The Competition Commission has notified further amendments to the Competition Commission of India (Procedure in regard to the transaction of business relating to combinations) Regulations, 2011 (“Regulations“). The Competition Act, 2002 prohibits combinations which cause or are likely to have an adverse effect on competition in India. Schedule 1 of the Regulations contains a list of combinations which ordinarily would not result in an adverse effect on competition in India and hence such combinations are not required to be notified to the Competition Commission. The amendment dated 4 April 2013 modifies the categories of combinations listed under schedule 1 to the Regulations as follows:
(1) Creeping acquisition under category 1:
Prior to the amendment, any acquisition that resulted in the acquirer holding 25% or more shares or voting rights was required to be notified to the Competition Commission in accordance with the Regulations. Now, an acquirer or its group holding 25% or more but less than 50% shares or voting rights in an enterprise can acquire additional shares or voting rights in the enterprise up to 5% in a given financial year without notifying the Competition Commission provided that it satisfies the following two conditions:
(i) its shareholding post the acquisition should be less than 50%; and
(ii) the acquirer or its group should not control the enterprise as a result of such acquisition.
The limitation under this category relates to gross acquisition of 5% shares or voting rights in one financial year. This threshold is consistent with the Securities and Exchange Board of India (Substantial Acquisition of Shares and Takeovers) Regulations, 2011. As a consequence of use of the term financial year the acquirer or its group can acquire 10% shares or voting rights within a span of two days without notifying the Competition Commission.

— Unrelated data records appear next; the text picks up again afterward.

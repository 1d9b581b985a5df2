//! Preflight Command
//!
//! Run the pre-flight gate on its own.
//!
//! Usage:
//!   agentgate preflight --repo <path> [--config <yaml>]

use std::path::Path;

use crate::cli::ui::Output;
use crate::cli::util::CommandContext;
use crate::types::Result;

/// Returns whether every check passed
pub async fn run(ctx: &CommandContext, repo: &Path, config: Option<&Path>) -> Result<bool> {
    let output = Output::new();
    output.header("Pre-flight checks");
    output.field("Repository", repo.display());
    if let Some(config) = config {
        output.field("Config", config.display());
    }
    output.field("Model", &ctx.config.openai.preflight_model);

    match ctx.gate().run_preflight_checks(repo, config).await {
        Ok(()) => {
            output.success("All pre-flight checks passed");
            Ok(true)
        }
        Err(err) => {
            output.classified(&err);
            Ok(false)
        }
    }
}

(2) Increase in scope of category 5 and deletion of category 9:
Exemption under earlier category 5 which covered acquisition of “stock-in-trade, raw materials, stores and spares in the ordinary course of business” has been extended to acquisition of “stock-in-trade, raw materials, stores and spares, trade receivables and other similar current assets in the ordinary course of business“. Simultaneously category 9, “An acquisition of current assets in the ordinary course of business“, stands deleted. These amendments are not substantive and are merely optical changes.
(3) Intra Group Acquisitions:
(i) Prior to the amendment, category 8 covered “acquisition of control or shares or voting rights or assets by one person or enterprise of another person or enterprise within the same group“. The term group as per the Competition Act, 2002 includes two or more enterprises that can, directly or indirectly, exercise 26% or more voting rights in another enterprise. Therefore, an enterprise holding 26% or more voting rights in a target enterprise could subsequently acquire control over the target enterprise without notifying such an acquisition under the Regulations. The amendment deletes the term “control“. Therefore, such acquisitions will now need to be notified as per the Regulations.
(ii) The amendment to category 8 additionally provides that intra group acquisition of shares or voting rights or assets where the acquired enterprise is jointly controlled by enterprises that are not a part of the same group will now have to be notified as per the Regulations.
(4) Category 8 A has been deleted and replaced by Category 9. Erstwhile Category 8 A applied to merger or amalgamation involving (i) a holding company and its subsidiary which was wholly owned by enterprises of the same group; or (ii) subsidiaries which were wholly owned by enterprises of the same group. Category 9 applies to merger or amalgamation of (i) two enterprises where one enterprise holds more than 50% shares or voting rights in the other enterprise; or (ii) merger and amalgamation of enterprises in which more than 50% of the shares or voting rights in each of the enterprises are held by enterprises within the same group. The amendment broadens the scope of the category as it removes the requirement of “wholly owned“. Also, the amended Category 9 does not apply to transactions that result in transfer from joint control to sole control.
In conclusion, except for intra group acquisitions the amendments increase the scope of the entries contained in schedule 1 to the Regulations. The increase in the scope of the schedule to the Regulations can be seen as a step forward towards fast tracking the regulatory process for merger and acquisitions in India.